Normally a morbid revelation like this would be enough to scare reasonably intelligent kids away, but this is a horror movie, so the class decides to hold the horrorfest at the theater anyway. The lineup consists of a terrible trio of schlocky sci-fi flicks with titles like “The Stench” & “The Amazing Electrified Man.” A large audience full of overacting idiots in Halloween costumes shows up and quickly packs the theater. The fun is short lived however, as someone in the audience is hellbent on bringing the horrors of The Possessor back to life.

The seemingly harmless props that the kids were planning on scaring the audience with are turned into deadly weapons, and unfortunate victims are impaled, gassed, and electrocuted. But who is this maniac? Could it be Lanyard Gates back from the dead? Or is it someone who has been possessed by The Possessor and is compelled to finish to his life’s work? Maggie and her dimwitted and accident prone love interest try to solve the mystery and eventually uncover a madman with a penchant for disguises and a thirst for revenge.

POPCORN was written and partially directed by the one and only Alan Ormsby (“Children Shouldn’t Play With Dead Things”). Alan quit the picture after just three weeks of shooting and took his name off the film. The screenplay is credited to Ormsby’s pseudonym Ted Hackett (Hack it!). This was a notoriously troubled production. Jill Schoelen replaced the original lead actress shortly after the film begin shooting. The title “Popcorn” originally referred to an element in the story that was later removed and never shot. Regardless, the producers decided to keep the title, which does make sense considering the bulk of the film takes place in a movie theater.

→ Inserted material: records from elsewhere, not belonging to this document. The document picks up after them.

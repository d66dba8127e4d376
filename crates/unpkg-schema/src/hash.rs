//! Tarball digests: registry-declared integrity values and streaming hashers.

use base64::Engine;
use base64::engine::general_purpose::STANDARD;
use serde::{Deserialize, Serialize};
use sha1::Sha1;
use sha2::{Digest, Sha512};
use thiserror::Error;

/// Errors raised while reading a registry-provided digest.
#[derive(Error, Debug, Clone, PartialEq, Eq)]
pub enum IntegrityError {
    /// The hex digest had the wrong length or non-hex characters.
    #[error("Invalid {algorithm} digest: expected {expected} hex chars, got '{value}'")]
    InvalidHex {
        /// Algorithm the digest was declared as.
        algorithm: Algorithm,
        /// Expected number of hex characters.
        expected: usize,
        /// The rejected value.
        value: String,
    },

    /// No supported algorithm appeared in a Subresource Integrity string.
    #[error("No supported digest in integrity string '{0}'")]
    Unsupported(String),

    /// The base64 body of an SRI entry could not be decoded.
    #[error("Invalid base64 in integrity string: {0}")]
    Base64(String),
}

/// Digest algorithms npm publishes for tarballs.
#[derive(Debug, Clone, Copy, PartialEq, Eq, Hash, Serialize, Deserialize)]
pub enum Algorithm {
    /// Legacy `dist.shasum`.
    Sha1,
    /// `dist.integrity` (`sha512-<base64>`).
    Sha512,
}

impl Algorithm {
    /// Number of hex characters in a digest of this algorithm.
    pub fn hex_len(self) -> usize {
        match self {
            Self::Sha1 => 40,
            Self::Sha512 => 128,
        }
    }
}

impl std::fmt::Display for Algorithm {
    fn fmt(&self, f: &mut std::fmt::Formatter<'_>) -> std::fmt::Result {
        match self {
            Self::Sha1 => f.write_str("sha1"),
            Self::Sha512 => f.write_str("sha512"),
        }
    }
}

/// Expected digest of a package tarball, stored as lowercase hex.
#[derive(Debug, Clone, PartialEq, Eq, Hash, Serialize, Deserialize)]
pub struct Integrity {
    algorithm: Algorithm,
    hex: String,
}

impl Integrity {
    /// Create a validated digest from hex (case-insensitive).
    ///
    /// # Errors
    ///
    /// Returns [`IntegrityError::InvalidHex`] if `hex` is not exactly
    /// `algorithm.hex_len()` ASCII hex characters.
    pub fn from_hex(algorithm: Algorithm, hex: &str) -> Result<Self, IntegrityError> {
        if hex.len() == algorithm.hex_len() && hex.chars().all(|c| c.is_ascii_hexdigit()) {
            Ok(Self {
                algorithm,
                hex: hex.to_ascii_lowercase(),
            })
        } else {
            Err(IntegrityError::InvalidHex {
                algorithm,
                expected: algorithm.hex_len(),
                value: hex.to_string(),
            })
        }
    }

    /// Parse a Subresource Integrity string such as `sha512-<base64>`.
    ///
    /// When several space-separated entries are present the strongest
    /// supported one wins.
    ///
    /// # Errors
    ///
    /// Returns an error if no entry uses a supported algorithm or the chosen
    /// entry does not decode to a digest of the right length.
    pub fn from_sri(sri: &str) -> Result<Self, IntegrityError> {
        let pick = |prefix: &str| {
            sri.split_whitespace()
                .find_map(|entry| entry.strip_prefix(prefix))
        };

        let (algorithm, encoded) = if let Some(body) = pick("sha512-") {
            (Algorithm::Sha512, body)
        } else if let Some(body) = pick("sha1-") {
            (Algorithm::Sha1, body)
        } else {
            return Err(IntegrityError::Unsupported(sri.to_string()));
        };

        // SRI allows `?options` after the digest
        let encoded = encoded.split('?').next().unwrap_or(encoded);
        let raw = STANDARD
            .decode(encoded)
            .map_err(|e| IntegrityError::Base64(e.to_string()))?;

        Self::from_hex(algorithm, &hex::encode(raw))
    }

    /// Compute the digest of `data` with the given algorithm.
    pub fn compute(algorithm: Algorithm, data: &[u8]) -> Self {
        let mut hasher = StreamHasher::new(algorithm);
        hasher.update(data);
        Self {
            algorithm,
            hex: hasher.finalize(),
        }
    }

    /// The algorithm this digest was produced with.
    pub fn algorithm(&self) -> Algorithm {
        self.algorithm
    }

    /// Lowercase hex digest.
    pub fn as_str(&self) -> &str {
        &self.hex
    }

    /// A fresh incremental hasher for this digest's algorithm.
    pub fn hasher(&self) -> StreamHasher {
        StreamHasher::new(self.algorithm)
    }

    /// Compare against a hex digest produced by [`StreamHasher::finalize`].
    pub fn matches(&self, actual_hex: &str) -> bool {
        self.hex.eq_ignore_ascii_case(actual_hex)
    }
}

impl std::fmt::Display for Integrity {
    fn fmt(&self, f: &mut std::fmt::Formatter<'_>) -> std::fmt::Result {
        write!(f, "{}:{}", self.algorithm, self.hex)
    }
}

/// Incremental hasher fed chunk by chunk while a tarball streams in.
#[derive(Debug, Clone)]
pub enum StreamHasher {
    /// SHA-1 state.
    Sha1(Sha1),
    /// SHA-512 state.
    Sha512(Sha512),
}

impl StreamHasher {
    /// Start hashing with the given algorithm.
    pub fn new(algorithm: Algorithm) -> Self {
        match algorithm {
            Algorithm::Sha1 => Self::Sha1(Sha1::new()),
            Algorithm::Sha512 => Self::Sha512(Sha512::new()),
        }
    }

    /// Feed another chunk.
    pub fn update(&mut self, chunk: &[u8]) {
        match self {
            Self::Sha1(h) => h.update(chunk),
            Self::Sha512(h) => h.update(chunk),
        }
    }

    /// Finish and return the lowercase hex digest.
    pub fn finalize(self) -> String {
        match self {
            Self::Sha1(h) => hex::encode(h.finalize()),
            Self::Sha512(h) => hex::encode(h.finalize()),
        }
    }
}

#[cfg(test)]
mod tests {
    use super::*;

    #[test]
    fn sha1_known_vector() {
        let digest = Integrity::compute(Algorithm::Sha1, b"abc");
        assert_eq!(digest.as_str(), "a9993e364706816aba3e25717850c26c9cd0d89d");
    }

    #[test]
    fn sri_prefers_sha512() {
        let data = b"tarball bytes";
        let raw = Sha512::digest(data);
        let sri = format!("sha1-AAAA sha512-{}", STANDARD.encode(raw));

        let integrity = Integrity::from_sri(&sri).unwrap();
        assert_eq!(integrity.algorithm(), Algorithm::Sha512);
        assert_eq!(integrity, Integrity::compute(Algorithm::Sha512, data));
    }

    #[test]
    fn from_hex_rejects_wrong_length() {
        let err = Integrity::from_hex(Algorithm::Sha1, "abc123").unwrap_err();
        assert!(matches!(err, IntegrityError::InvalidHex { expected: 40, .. }));
    }

    #[test]
    fn matches_ignores_case() {
        let digest = Integrity::compute(Algorithm::Sha1, b"abc");
        assert!(digest.matches("A9993E364706816ABA3E25717850C26C9CD0D89D"));
        assert!(!digest.matches("0000"));
    }

    #[test]
    fn unsupported_sri() {
        assert!(matches!(
            Integrity::from_sri("md5-deadbeef"),
            Err(IntegrityError::Unsupported(_))
        ));
    }
}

The always underrated Alan Ormsby deserves a lot of credit for being one of the first people to pay tribute to the classic horror flicks of the 50’s and for turning the slasher film on its ear by neatly parodying the genre. Unlike a lot of modern horror flicks that attempt to do the same thing, you never get the feeling that he is completely taking the piss out of the genre. This is a loving tribute, done with hearts in the right place. “Popcorn” isn’t particularly gory but it makes up for a lack of blood with tons of energy and a mounting sense of dread and intensity. There are some very nice performances along the way from Jill Schoelen and Tom Villard. Jill is cute as a button and the always offbeat Villard pretty much steals the show.

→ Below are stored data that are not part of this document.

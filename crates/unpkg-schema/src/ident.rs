//! Package identifiers: `name[@version][/path]`.

use thiserror::Error;

use crate::types::{PackageName, Version};

/// Version spec used when a request names no version.
pub const LATEST: &str = "latest";

/// Reasons an identifier string cannot be turned into a [`PackageRef`].
#[derive(Error, Debug, Clone, PartialEq, Eq)]
pub enum ParseError {
    /// Nothing before the version or path separator.
    #[error("Missing package name in '{0}'")]
    EmptyName(String),

    /// A scoped name without the `/name` part (e.g. `@babel`).
    #[error("Incomplete scoped package name in '{0}'")]
    IncompleteScope(String),

    /// The subpath tried to leave the package directory.
    #[error("Invalid path segment in '{0}'")]
    InvalidPath(String),
}

/// A request decomposed into its parts. Never mutated after parsing.
#[derive(Debug, Clone, PartialEq, Eq, Hash)]
pub struct PackageRef {
    /// Package name, possibly scoped.
    pub name: PackageName,
    /// Concrete version, range, or dist-tag as requested.
    pub version_spec: String,
    /// Path inside the package without a leading `/`; may be empty.
    pub subpath: String,
    /// The request ended with `/` and asks for a directory listing.
    pub is_directory: bool,
}

impl PackageRef {
    /// Parse `[/]name[@version][/path]`.
    ///
    /// A missing or empty version becomes [`LATEST`]; a trailing `/` marks a
    /// directory request and is kept on the subpath.
    ///
    /// # Errors
    ///
    /// Fails on an empty name, an incomplete scope, or a subpath containing
    /// `.`/`..` segments.
    pub fn parse(input: &str) -> Result<Self, ParseError> {
        let s = input.strip_prefix('/').unwrap_or(input);

        // The name ends at the first '/' (or the second one for scoped names)
        let name_end = if s.starts_with('@') {
            let slash = s
                .find('/')
                .ok_or_else(|| ParseError::IncompleteScope(input.to_string()))?;
            s[slash + 1..].find('/').map_or(s.len(), |i| slash + 1 + i)
        } else {
            s.find('/').unwrap_or(s.len())
        };

        let (name_ver, rest) = s.split_at(name_end);
        let rest = rest.strip_prefix('/');

        // Skip the scope marker when looking for the version separator
        let at = name_ver
            .char_indices()
            .skip(1)
            .find(|&(_, c)| c == '@')
            .map(|(i, _)| i);
        let (name, version) = match at {
            Some(i) => (&name_ver[..i], &name_ver[i + 1..]),
            None => (name_ver, ""),
        };

        if name.is_empty() {
            return Err(ParseError::EmptyName(input.to_string()));
        }
        if let Some(scoped) = name.strip_prefix('@') {
            let mut parts = scoped.splitn(2, '/');
            let scope = parts.next().unwrap_or_default();
            let bare = parts.next().unwrap_or_default();
            if scope.is_empty() || bare.is_empty() {
                return Err(ParseError::IncompleteScope(input.to_string()));
            }
        }

        let subpath = rest.unwrap_or_default();
        if subpath
            .split('/')
            .any(|seg| seg == ".." || seg == "." || seg.contains('\\'))
        {
            return Err(ParseError::InvalidPath(input.to_string()));
        }

        let version_spec = if version.is_empty() { LATEST } else { version };

        Ok(Self {
            name: PackageName::new(name),
            version_spec: version_spec.to_string(),
            subpath: subpath.to_string(),
            is_directory: s.ends_with('/'),
        })
    }

    /// Rebuild the identifier as `name@version[/subpath]`.
    ///
    /// A directory request for the package root renders as `name@version/`.
    pub fn canonical(&self) -> String {
        let mut s = format!("{}@{}", self.name, self.version_spec);
        if !self.subpath.is_empty() {
            s.push('/');
            s.push_str(&self.subpath);
        } else if self.is_directory {
            s.push('/');
        }
        s
    }

    /// The same request pinned to a concrete version.
    pub fn with_version(&self, version: &Version) -> Self {
        Self {
            version_spec: version.to_string(),
            ..self.clone()
        }
    }

    /// Whether the requested spec already is the given concrete version.
    pub fn is_pinned_to(&self, version: &Version) -> bool {
        *version == self.version_spec
    }
}

impl std::str::FromStr for PackageRef {
    type Err = ParseError;

    fn from_str(s: &str) -> Result<Self, Self::Err> {
        Self::parse(s)
    }
}

impl std::fmt::Display for PackageRef {
    fn fmt(&self, f: &mut std::fmt::Formatter<'_>) -> std::fmt::Result {
        f.write_str(&self.canonical())
    }
}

Sadly, when it was first released in 1991, POPCORN came and went with the force and stench of a stale popcorn fart. The early 90’s were a shitty time for horror flicks and so-called fans that were burnt out on the genre turned their noses up at this one. Since then, the film had repeatedly played on cable and gone on to be something of a cult favorite. Elite Entertainment released “Popcorn” on dvd a few years back. The print is a bit murky looking, and there’s not much in the way of bonus features. The highlight of the disc is a collection of tv spots that include a funny parody of those “I’m going to Disneyland” commercials. After watching these ads the film’s tag line BUY A BAG, GO HOME IN A BOX will be permanently tattooed into your brain.




One Response to “Jill Schoelen Jamboree!!!”

  1. No love for THE BITE? From what I read in that Fango article they did on her last month, she hates that flick, too. I think it’s groovy, though. Rock on, Brain. Rock on.